Start of MATERIAL FOR THIS TASK

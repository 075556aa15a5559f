//! Colored terminal output for release operations
//!
//! Provides consistent, colored CLI output with proper formatting

use std::io::Write;
use termcolor::{BufferWriter, Color, ColorChoice, ColorSpec, WriteColor};

/// Output manager for consistent colored terminal output
#[derive(Debug)]
pub struct OutputManager {
    bufwtr: BufferWriter,
    verbose: bool,
    quiet: bool,
}

impl Clone for OutputManager {
    fn clone(&self) -> Self {
        Self::new(self.verbose, self.quiet)
    }
}

impl OutputManager {
    /// Create a new output manager
    pub fn new(verbose: bool, quiet: bool) -> Self {
        Self {
            bufwtr: BufferWriter::stdout(ColorChoice::Auto),
            verbose,
            quiet,
        }
    }

    fn emit(&self, marker: &str, marker_spec: Option<ColorSpec>, text_spec: Option<ColorSpec>, message: &str) {
        if self.quiet {
            return;
        }

        let mut buffer = self.bufwtr.buffer();
        if let Some(spec) = marker_spec {
            let _ = buffer.set_color(&spec);
        }
        let _ = write!(&mut buffer, "{}", marker);
        let _ = buffer.reset();
        if let Some(spec) = text_spec {
            let _ = buffer.set_color(&spec);
        }
        let _ = writeln!(&mut buffer, " {}", message);
        let _ = buffer.reset();
        let _ = self.bufwtr.print(&buffer);
    }

    /// Print a success message
    pub fn success(&self, message: &str) {
        let mut spec = ColorSpec::new();
        spec.set_fg(Some(Color::Green)).set_bold(true);
        self.emit("✓", Some(spec), None, message);
    }

    /// Print a warning message
    pub fn warn(&self, message: &str) {
        let mut marker = ColorSpec::new();
        marker.set_fg(Some(Color::Yellow)).set_bold(true);
        let mut text = ColorSpec::new();
        text.set_fg(Some(Color::Yellow));
        self.emit("⚠", Some(marker), Some(text), message);
    }

    /// Print an error message (always shown, on stderr)
    pub fn error(&self, message: &str) {
        let bufwtr = BufferWriter::stderr(ColorChoice::Auto);
        let mut buffer = bufwtr.buffer();

        if buffer.set_color(ColorSpec::new().set_fg(Some(Color::Red)).set_bold(true)).is_err()
            || write!(&mut buffer, "ERR!").is_err()
            || buffer.reset().is_err()
            || writeln!(&mut buffer, " {}", message).is_err()
            || bufwtr.print(&buffer).is_err()
        {
            eprintln!("ERR! {}", message);
        }
    }

    /// Print a verbose message (only in verbose mode)
    pub fn verbose(&self, message: &str) {
        if !self.verbose {
            return;
        }
        let mut spec = ColorSpec::new();
        spec.set_fg(Some(Color::Blue));
        self.emit("→", Some(spec), None, message);
    }

    /// Print a progress message for a long-running step
    pub fn progress(&self, message: &str) {
        let mut spec = ColorSpec::new();
        spec.set_fg(Some(Color::Magenta));
        self.emit("⋯", Some(spec), None, message);
    }

    /// Print a section header
    pub fn section(&self, title: &str) {
        if self.quiet {
            return;
        }

        let mut buffer = self.bufwtr.buffer();
        let _ = writeln!(&mut buffer);
        let _ = buffer.set_color(ColorSpec::new().set_fg(Some(Color::Cyan)).set_bold(true));
        let _ = writeln!(&mut buffer, "═══ {} ═══", title);
        let _ = buffer.reset();
        let _ = self.bufwtr.print(&buffer);
    }

    /// Print indented text (for sub-items)
    pub fn indent(&self, message: &str) {
        self.emit("   ", None, None, message);
    }

    /// Print a plain message (respects quiet mode)
    pub fn println(&self, message: &str) {
        if self.quiet {
            return;
        }
        let mut buffer = self.bufwtr.buffer();
        let _ = writeln!(&mut buffer, "{}", message);
        let _ = self.bufwtr.print(&buffer);
    }

    /// Check if quiet mode is enabled
    pub fn is_quiet(&self) -> bool {
        self.quiet
    }
}
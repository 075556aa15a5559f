//! Vagrant-managed build box.

use super::{CommandRunner, quote, require_binary, run_captured};
use crate::error::RemoteError;
use std::path::{Path, PathBuf};

/// Guest mount point of the project directory
pub const GUEST_MOUNT: &str = "/vagrant";

/// Runs commands with `vagrant ssh -c` inside the project's Vagrant box.
///
/// Files are retrieved by copying them into the synced folder, so local
/// destinations must live under the project directory.
#[derive(Debug, Clone)]
pub struct VagrantRunner {
    program: PathBuf,
    project_dir: PathBuf,
    echo: bool,
}

impl VagrantRunner {
    /// Locate `vagrant` and bind to the box defined in `project_dir`
    pub fn new(project_dir: impl Into<PathBuf>) -> Result<Self, RemoteError> {
        let program = require_binary("vagrant")?;
        Ok(Self::with_program(program, project_dir))
    }

    /// Use a specific `vagrant` executable
    pub fn with_program(program: impl Into<PathBuf>, project_dir: impl Into<PathBuf>) -> Self {
        let project_dir = project_dir.into();
        let project_dir = std::fs::canonicalize(&project_dir).unwrap_or(project_dir);
        Self {
            program: program.into(),
            project_dir,
            echo: true,
        }
    }

    /// Capture output without echoing it
    pub fn quiet(mut self) -> Self {
        self.echo = false;
        self
    }

    /// Project directory holding the Vagrantfile
    pub fn project_dir(&self) -> &Path {
        &self.project_dir
    }

    /// Path on the guest that `local` is synced to
    pub fn guest_path(&self, local: &Path) -> Option<String> {
        let relative = local.strip_prefix(&self.project_dir).ok()?;
        let parts: Vec<String> = relative
            .components()
            .map(|c| c.as_os_str().to_string_lossy().into_owned())
            .collect();
        if parts.is_empty() {
            Some(GUEST_MOUNT.to_string())
        } else {
            Some(format!("{}/{}", GUEST_MOUNT, parts.join("/")))
        }
    }
}

impl CommandRunner for VagrantRunner {
    fn name(&self) -> &'static str {
        "vagrant"
    }

    fn command(&self, script: &str) -> std::process::Command {
        let mut cmd = std::process::Command::new(&self.program);
        cmd.args(["ssh", "-c", script]).current_dir(&self.project_dir);
        cmd
    }

    fn echoes_output(&self) -> bool {
        self.echo
    }

    async fn connect(&self) -> Result<(), RemoteError> {
        let mut cmd = std::process::Command::new(&self.program);
        cmd.arg("up").current_dir(&self.project_dir);
        run_captured(cmd, "vagrant up", self.echo).await?;
        Ok(())
    }

    async fn fetch_file(&self, remote: &str, local: &Path) -> Result<(), RemoteError> {
        let transfer_failed = |reason: String| RemoteError::TransferFailed {
            remote: remote.to_string(),
            local: local.to_path_buf(),
            reason,
        };

        let guest = self.guest_path(local).ok_or_else(|| {
            transfer_failed(format!(
                "destination is outside the synced folder {}",
                self.project_dir.display()
            ))
        })?;
        let guest_parent = guest
            .rsplit_once('/')
            .map(|(parent, _)| parent)
            .filter(|parent| !parent.is_empty())
            .unwrap_or(GUEST_MOUNT);

        let script = format!(
            "mkdir -p {} && cp {} {}",
            quote(guest_parent),
            quote(remote),
            quote(&guest)
        );
        self.execute(&script)
            .await
            .map_err(|e| transfer_failed(e.to_string()))?;
        Ok(())
    }
}
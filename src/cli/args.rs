//! Command line argument parsing and validation.

use crate::config::DEFAULT_CONFIG_PATH;
use clap::{Parser, Subcommand};
use std::path::PathBuf;

/// Build, version and publish Tessel 2 firmware
#[derive(Parser, Debug)]
#[command(
    name = "firmware_release",
    version,
    about = "Build, version and publish firmware releases",
    long_about = "Builds OpenWrt and the firmware on the build machine, retrieves the images,
assigns the next semantic version from the release ledger and uploads everything
to the builds bucket.

Usage:
  firmware_release release                     # next patch version
  firmware_release release --semver minor
  firmware_release release --release-version 1.0.0
  firmware_release preview
  firmware_release history --json"
)]
pub struct Args {
    /// Command to run
    #[command(subcommand)]
    pub command: Command,

    /// Path to JSON file containing AWS credentials and build settings
    #[arg(short = 'c', long, global = true, default_value = DEFAULT_CONFIG_PATH)]
    pub config: PathBuf,

    /// Use a directory as the bucket root instead of S3
    #[arg(long, global = true, value_name = "DIR", env = "FIRMWARE_RELEASE_STORE_DIR")]
    pub store_dir: Option<PathBuf>,

    /// Show extra detail
    #[arg(long, global = true)]
    pub verbose: bool,

    /// Only print errors
    #[arg(short = 'q', long, global = true, conflicts_with = "verbose")]
    pub quiet: bool,
}

/// Subcommands
#[derive(Subcommand, Debug, Clone)]
pub enum Command {
    /// Build and publish a new release
    Release {
        /// Semver release version, overriding the increment
        #[arg(short = 'v', long, value_name = "SEMVER")]
        release_version: Option<String>,

        /// Type of semver increment to apply (major, minor, patch)
        #[arg(short = 's', long, default_value = "patch")]
        semver: String,

        /// SSH key for the build machine
        #[arg(short = 'i', long, value_name = "PATH")]
        ssh_key: Option<String>,

        /// Local folder the artifacts are collected in
        #[arg(long, default_value = "build")]
        release_dir: PathBuf,

        /// Build and version, but upload nothing
        #[arg(long)]
        dry_run: bool,

        /// Start from an empty ledger when none is stored yet
        #[arg(long)]
        allow_empty_ledger: bool,

        /// Keep the release folder and remote scratch files
        #[arg(long)]
        keep_temp: bool,
    },

    /// Show the version the next release would get
    Preview {
        /// Semver release version, overriding the increment
        #[arg(short = 'v', long, value_name = "SEMVER")]
        release_version: Option<String>,

        /// Type of semver increment to apply (major, minor, patch)
        #[arg(short = 's', long, default_value = "patch")]
        semver: String,

        /// Start from an empty ledger when none is stored yet
        #[arg(long)]
        allow_empty_ledger: bool,
    },

    /// List published releases
    History {
        /// Print the ledger as JSON
        #[arg(long)]
        json: bool,

        /// Show at most this many releases
        #[arg(short = 'n', long)]
        limit: Option<usize>,
    },
}

impl Command {
    /// Subcommand name for messages
    pub fn name(&self) -> &'static str {
        match self {
            Command::Release { .. } => "release",
            Command::Preview { .. } => "preview",
            Command::History { .. } => "history",
        }
    }
}

impl Args {
    /// Parse command line arguments
    pub fn parse_args() -> Self {
        Self::parse()
    }

    /// Validate arguments for consistency
    pub fn validate(&self) -> Result<(), String> {
        match &self.command {
            Command::Release {
                release_version,
                release_dir,
                ..
            } => {
                if release_version.as_deref().is_some_and(|v| v.trim().is_empty()) {
                    return Err("--release-version must not be empty".to_string());
                }
                if release_dir.as_os_str().is_empty() {
                    return Err("--release-dir must not be empty".to_string());
                }
            }
            Command::History { limit: Some(0), .. } => {
                return Err("--limit must be at least 1".to_string());
            }
            _ => {}
        }
        Ok(())
    }
}

/// Configuration derived from command line arguments
#[derive(Debug, Clone)]
pub struct RuntimeConfig {
    output: super::OutputManager,
}

impl RuntimeConfig {
    /// Create runtime configuration
    pub fn new(verbose: bool, quiet: bool) -> Self {
        Self {
            output: super::OutputManager::new(verbose, quiet),
        }
    }

    /// Print message
    pub fn println(&self, message: &str) {
        self.output.println(message);
    }

    /// Print verbose message
    pub fn verbose_println(&self, message: &str) {
        self.output.verbose(message);
    }

    /// Print progress message
    pub fn progress_println(&self, message: &str) {
        self.output.progress(message);
    }

    /// Print error message (always shown)
    pub fn error_println(&self, message: &str) {
        self.output.error(message);
    }

    /// Print warning message
    pub fn warning_println(&self, message: &str) {
        self.output.warn(message);
    }

    /// Print success message
    pub fn success_println(&self, message: &str) {
        self.output.success(message);
    }

    /// Print a section header
    pub fn section(&self, title: &str) {
        self.output.section(title);
    }

    /// Print indented text
    pub fn indent(&self, message: &str) {
        self.output.indent(message);
    }

    /// Check if output is suppressed
    pub fn is_quiet(&self) -> bool {
        self.output.is_quiet()
    }
}

impl Default for RuntimeConfig {
    fn default() -> Self {
        Self::new(false, false)
    }
}

impl From<&Args> for RuntimeConfig {
    fn from(args: &Args) -> Self {
        Self::new(args.verbose, args.quiet)
    }
}
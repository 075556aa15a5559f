//! # Firmware Release
//!
//! Builds, versions and publishes Tessel 2 firmware.
//!
//! A release builds OpenWrt and the firmware on a build machine, retrieves
//! the images, assigns the next semantic version from the release ledger
//! (`builds.json`) and uploads the image archive and the updated ledger to
//! object storage.
//!
//! ## Usage
//!
//! ```bash
//! firmware_release release                    # next patch version
//! firmware_release release --semver minor     # next minor version
//! firmware_release release -v 1.0.0 --dry-run # explicit version, no upload
//! firmware_release history                    # list releases
//! ```

#![deny(unsafe_code)]
#![warn(missing_docs)]
#![warn(rust_2018_idioms)]

pub mod cli;
pub mod config;
pub mod error;
pub mod ledger;
pub mod pipeline;
pub mod remote;
pub mod store;
pub mod version;

pub use cli::Args;
pub use config::FirmwareConfig;
pub use error::{ReleaseError, Result};
pub use ledger::{Ledger, LedgerManager, ReleaseRecord};
pub use pipeline::{PipelineOptions, ReleaseOutcome, ReleasePipeline, ReleaseRequest};
pub use remote::{CommandRunner, RemoteRunner};
pub use store::{ObjectKey, ObjectStore, Store, StoreLayout};
pub use version::{VersionBump, resolve_next_version};
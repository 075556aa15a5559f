//! Command line interface for firmware_release.
//!
//! Argument parsing, command execution and operator feedback.

mod args;
pub mod commands;
mod output;

pub use args::{Args, Command, RuntimeConfig};
pub use commands::execute_command;
pub use output::OutputManager;

use crate::error::Result;

/// Main CLI entry point
pub async fn run() -> Result<i32> {
    let args = Args::parse_args();
    execute_command(args).await
}
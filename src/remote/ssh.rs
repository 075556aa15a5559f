//! Build machine reached over plain SSH.

use super::{CommandRunner, require_binary, run_captured};
use crate::error::RemoteError;
use std::path::{Path, PathBuf};

/// Runs commands with `ssh` and retrieves files with `scp`
#[derive(Debug, Clone)]
pub struct SshRunner {
    ssh: PathBuf,
    scp: PathBuf,
    host: String,
    user: Option<String>,
    port: u16,
    identity_file: Option<PathBuf>,
    echo: bool,
}

impl SshRunner {
    /// Locate `ssh` and `scp` and target `host`
    pub fn new(host: impl Into<String>) -> Result<Self, RemoteError> {
        let ssh = require_binary("ssh")?;
        let scp = require_binary("scp")?;
        Ok(Self {
            ssh,
            scp,
            host: host.into(),
            user: None,
            port: 22,
            identity_file: None,
            echo: true,
        })
    }

    /// Log in as `user`
    pub fn user(mut self, user: impl Into<String>) -> Self {
        self.user = Some(user.into());
        self
    }

    /// Connect to `port`
    pub fn port(mut self, port: u16) -> Self {
        self.port = port;
        self
    }

    /// Authenticate with the private key at `path`
    pub fn identity_file(mut self, path: impl Into<PathBuf>) -> Self {
        self.identity_file = Some(path.into());
        self
    }

    /// Capture output without echoing it
    pub fn quiet(mut self) -> Self {
        self.echo = false;
        self
    }

    fn destination(&self) -> String {
        match &self.user {
            Some(user) => format!("{}@{}", user, self.host),
            None => self.host.clone(),
        }
    }

    // Batch mode so a missing key fails instead of prompting
    fn common_args(&self, port_flag: &str) -> Vec<String> {
        let mut args = Vec::new();

        if let Some(identity_file) = &self.identity_file {
            args.push("-i".to_string());
            args.push(identity_file.to_string_lossy().into_owned());
        }

        if self.port != 22 {
            args.push(port_flag.to_string());
            args.push(self.port.to_string());
        }

        args.extend([
            "-o".to_string(),
            "BatchMode=yes".to_string(),
            "-o".to_string(),
            "ConnectTimeout=10".to_string(),
            "-o".to_string(),
            "ServerAliveInterval=15".to_string(),
        ]);
        args
    }
}

impl CommandRunner for SshRunner {
    fn name(&self) -> &'static str {
        "ssh"
    }

    fn command(&self, script: &str) -> std::process::Command {
        let mut cmd = std::process::Command::new(&self.ssh);
        cmd.args(self.common_args("-p"))
            .arg(self.destination())
            .arg(script);
        cmd
    }

    fn echoes_output(&self) -> bool {
        self.echo
    }

    async fn connect(&self) -> Result<(), RemoteError> {
        run_captured(self.command("true"), "ssh connectivity check", false).await?;
        log::info!("Connected to {}", self.destination());
        Ok(())
    }

    async fn fetch_file(&self, remote: &str, local: &Path) -> Result<(), RemoteError> {
        if let Some(parent) = local.parent() {
            tokio::fs::create_dir_all(parent)
                .await
                .map_err(|e| RemoteError::TransferFailed {
                    remote: remote.to_string(),
                    local: local.to_path_buf(),
                    reason: e.to_string(),
                })?;
        }

        let mut cmd = std::process::Command::new(&self.scp);
        cmd.args(self.common_args("-P"))
            .arg(format!("{}:{}", self.destination(), remote))
            .arg(local);

        let label = format!("scp {}:{}", self.destination(), remote);
        run_captured(cmd, &label, false)
            .await
            .map_err(|e| RemoteError::TransferFailed {
                remote: remote.to_string(),
                local: local.to_path_buf(),
                reason: e.to_string(),
            })?;
        Ok(())
    }
}
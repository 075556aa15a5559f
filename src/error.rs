//! Error types for firmware release operations.
//!
//! Every failure is terminal for the current run. The top-level
//! [`ReleaseError`] carries actionable recovery suggestions for the operator.

use std::path::PathBuf;
use thiserror::Error;

/// Result type alias for firmware release operations
pub type Result<T> = std::result::Result<T, ReleaseError>;

/// Main error type for all firmware release operations
#[derive(Error, Debug)]
pub enum ReleaseError {
    /// Version resolution errors
    #[error("Version error: {0}")]
    Version(#[from] VersionError),

    /// Release ledger errors
    #[error("Ledger error: {0}")]
    Ledger(#[from] LedgerError),

    /// Remote command errors
    #[error("Remote error: {0}")]
    Remote(#[from] RemoteError),

    /// Object store errors
    #[error("Store error: {0}")]
    Store(#[from] StoreError),

    /// Configuration errors
    #[error("Config error: {0}")]
    Config(#[from] ConfigError),

    /// CLI argument errors
    #[error("CLI error: {0}")]
    Cli(#[from] CliError),

    /// IO errors
    #[error("IO error: {0}")]
    Io(#[from] std::io::Error),

    /// JSON serialization errors
    #[error("JSON error: {0}")]
    Json(#[from] serde_json::Error),
}

/// Version resolution errors
#[derive(Error, Debug)]
pub enum VersionError {
    /// Version string is not a well-formed semantic version
    #[error("Invalid version '{version}': {reason}")]
    InvalidVersion {
        /// Version string
        version: String,
        /// Reason for the error
        reason: String,
    },

    /// Increment kind is not one of major, minor, patch
    #[error("Invalid increment kind '{kind}'. Expected one of: major, minor, patch")]
    InvalidIncrementKind {
        /// Increment kind as given
        kind: String,
    },

    /// No prior release to increment from
    #[error("Unable to deduce new version: no prior releases found and no version explicitly set")]
    NoBaseVersion,

    /// Version is already present in the ledger
    #[error("Version '{version}' has already been released")]
    AlreadyReleased {
        /// Version string
        version: String,
    },
}

/// Release ledger errors
#[derive(Error, Debug)]
pub enum LedgerError {
    /// Ledger blob is missing or could not be parsed
    #[error("Release ledger '{key}' unavailable: {reason}")]
    Unavailable {
        /// Object key of the ledger
        key: String,
        /// Reason for the error
        reason: String,
    },

    /// Ledger could not be written back to the store
    #[error("Failed to publish release ledger '{key}': {reason}")]
    PublishFailed {
        /// Object key of the ledger
        key: String,
        /// Reason for the error
        reason: String,
    },
}

/// Remote command errors
#[derive(Error, Debug)]
pub enum RemoteError {
    /// Command ran but exited unsuccessfully
    #[error("Command failed with exit code {code}: {command}")]
    ExitFailure {
        /// Command that failed
        command: String,
        /// Exit code (-1 when killed by a signal)
        code: i32,
        /// Captured stderr
        stderr: String,
    },

    /// Command could not be started
    #[error("Failed to spawn '{command}': {reason}")]
    SpawnFailed {
        /// Command that failed
        command: String,
        /// Reason for the error
        reason: String,
    },

    /// Required executable is not on PATH
    #[error("Required program '{program}' not found on PATH")]
    MissingBinary {
        /// Program name
        program: String,
    },

    /// File could not be retrieved from the build machine
    #[error("Failed to retrieve '{remote}' into {local}: {reason}")]
    TransferFailed {
        /// Remote path
        remote: String,
        /// Local destination
        local: PathBuf,
        /// Reason for the error
        reason: String,
    },
}

/// Object store errors
#[derive(Error, Debug)]
pub enum StoreError {
    /// Object does not exist
    #[error("Object s3://{bucket}/{key} not found")]
    NotFound {
        /// Bucket name
        bucket: String,
        /// Object key
        key: String,
    },

    /// Transport failure before any data was written
    #[error("Transfer of s3://{bucket}/{key} failed: {reason}")]
    Transport {
        /// Bucket name
        bucket: String,
        /// Object key
        key: String,
        /// Reason for the error
        reason: String,
    },

    /// Upload started but did not complete
    #[error("Upload to s3://{bucket}/{key} failed: {reason}")]
    UploadFailed {
        /// Bucket name
        bucket: String,
        /// Object key
        key: String,
        /// Reason for the error
        reason: String,
    },
}

/// Configuration errors
#[derive(Error, Debug)]
pub enum ConfigError {
    /// Config file does not exist
    #[error("Config file not found at {path}")]
    NotFound {
        /// Expected path
        path: PathBuf,
    },

    /// Config file could not be parsed
    #[error("Malformed config file {path}: {reason}")]
    Malformed {
        /// Path to config file
        path: PathBuf,
        /// Reason for the error
        reason: String,
    },

    /// Store credentials are required but absent
    #[error("AWS credentials missing from config file {path}")]
    MissingCredentials {
        /// Path to config file
        path: PathBuf,
    },
}

/// CLI-specific errors
#[derive(Error, Debug)]
pub enum CliError {
    /// Invalid command line arguments
    #[error("Invalid arguments: {reason}")]
    InvalidArguments {
        /// Reason for the error
        reason: String,
    },

    /// Command execution failed
    #[error("Command execution failed: {command} - {reason}")]
    ExecutionFailed {
        /// Command that failed
        command: String,
        /// Reason for the error
        reason: String,
    },

    /// Operator interrupted the run
    #[error("Interrupted while running {command}")]
    Interrupted {
        /// Command that was running
        command: String,
    },
}

impl ReleaseError {
    /// Get actionable recovery suggestions for this error
    pub fn recovery_suggestions(&self) -> Vec<String> {
        match self {
            ReleaseError::Version(VersionError::InvalidVersion { .. }) => vec![
                "Pass a full semantic version, e.g. --release-version 1.2.3".to_string(),
                "Omit --release-version to increment from the latest release".to_string(),
            ],
            ReleaseError::Version(VersionError::InvalidIncrementKind { .. }) => {
                vec!["Use --semver major, --semver minor or --semver patch".to_string()]
            }
            ReleaseError::Version(VersionError::NoBaseVersion) => vec![
                "Set the first version explicitly: --release-version 0.0.1".to_string(),
            ],
            ReleaseError::Version(VersionError::AlreadyReleased { version }) => vec![
                format!("Version {version} is already in the ledger; choose another version"),
                "Run `firmware_release history` to list published releases".to_string(),
            ],
            ReleaseError::Ledger(LedgerError::Unavailable { .. }) => vec![
                "Check the bucket and prefix in the config file".to_string(),
                "Use --allow-empty-ledger when publishing the very first release".to_string(),
            ],
            ReleaseError::Ledger(LedgerError::PublishFailed { .. }) => vec![
                "The remote ledger may not have been updated; verify it before retrying"
                    .to_string(),
            ],
            ReleaseError::Store(StoreError::UploadFailed { key, .. }) => vec![
                format!("'{key}' may be partially written; it is replaced on the next upload"),
                "The ledger was not updated; rerun the release".to_string(),
            ],
            ReleaseError::Cli(CliError::Interrupted { .. }) => vec![
                "Temporary folders were removed; rerun when ready".to_string(),
                "If the interrupt came during upload, check `firmware_release history`"
                    .to_string(),
            ],
            ReleaseError::Remote(RemoteError::MissingBinary { program }) => {
                vec![format!("Install '{program}' and make sure it is on PATH")]
            }
            ReleaseError::Remote(RemoteError::ExitFailure { .. }) => vec![
                "Inspect the build output above for the failing step".to_string(),
                "Check that the build machine is up: vagrant status".to_string(),
            ],
            ReleaseError::Config(ConfigError::NotFound { .. })
            | ReleaseError::Config(ConfigError::MissingCredentials { .. }) => vec![
                "Pass the config path with --config <file>".to_string(),
                "Use --store-dir <dir> to publish into a local directory instead".to_string(),
            ],
            _ => vec!["Check the error message above for specific details".to_string()],
        }
    }

    /// False when the failure happened after an upload started, so remote
    /// state may be partially updated
    pub fn is_recoverable(&self) -> bool {
        !matches!(
            self,
            ReleaseError::Ledger(LedgerError::PublishFailed { .. })
                | ReleaseError::Store(StoreError::UploadFailed { .. })
        )
    }
}

#[cfg(test)]
mod tests {
    use super::*;

    #[test]
    fn test_rejected_version_is_recoverable() {
        let err: ReleaseError = VersionError::AlreadyReleased {
            version: "0.0.1".to_string(),
        }
        .into();
        assert!(err.is_recoverable());
    }

    #[test]
    fn test_failed_archive_upload_not_recoverable() {
        let err: ReleaseError = StoreError::UploadFailed {
            bucket: "builds.tessel.io".to_string(),
            key: "t2/firmware/abc.tar.gz".to_string(),
            reason: "connection reset".to_string(),
        }
        .into();
        assert!(!err.is_recoverable());

        let err: ReleaseError = StoreError::Transport {
            bucket: "builds.tessel.io".to_string(),
            key: "t2/firmware/builds.json".to_string(),
            reason: "aws not found".to_string(),
        }
        .into();
        assert!(err.is_recoverable());
    }

    #[test]
    fn test_nested_error_display() {
        let err: ReleaseError = VersionError::NoBaseVersion.into();
        assert!(err.to_string().starts_with("Version error:"));
    }

    #[test]
    fn test_publish_failure_not_recoverable() {
        let err: ReleaseError = LedgerError::PublishFailed {
            key: "t2/firmware/builds.json".to_string(),
            reason: "connection reset".to_string(),
        }
        .into();
        assert!(!err.is_recoverable());
        assert!(!err.recovery_suggestions().is_empty());
    }
}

End of MATERIAL FOR THIS TASK

WHAT IS REQUIRED
Copy out, from the material above, each line in which the string "ConfigError" is found.

YOUR SOLUTION
    Config(#[from] ConfigError),
pub enum ConfigError {
            ReleaseError::Config(ConfigError::NotFound { .. })
            | ReleaseError::Config(ConfigError::MissingCredentials { .. }) => vec![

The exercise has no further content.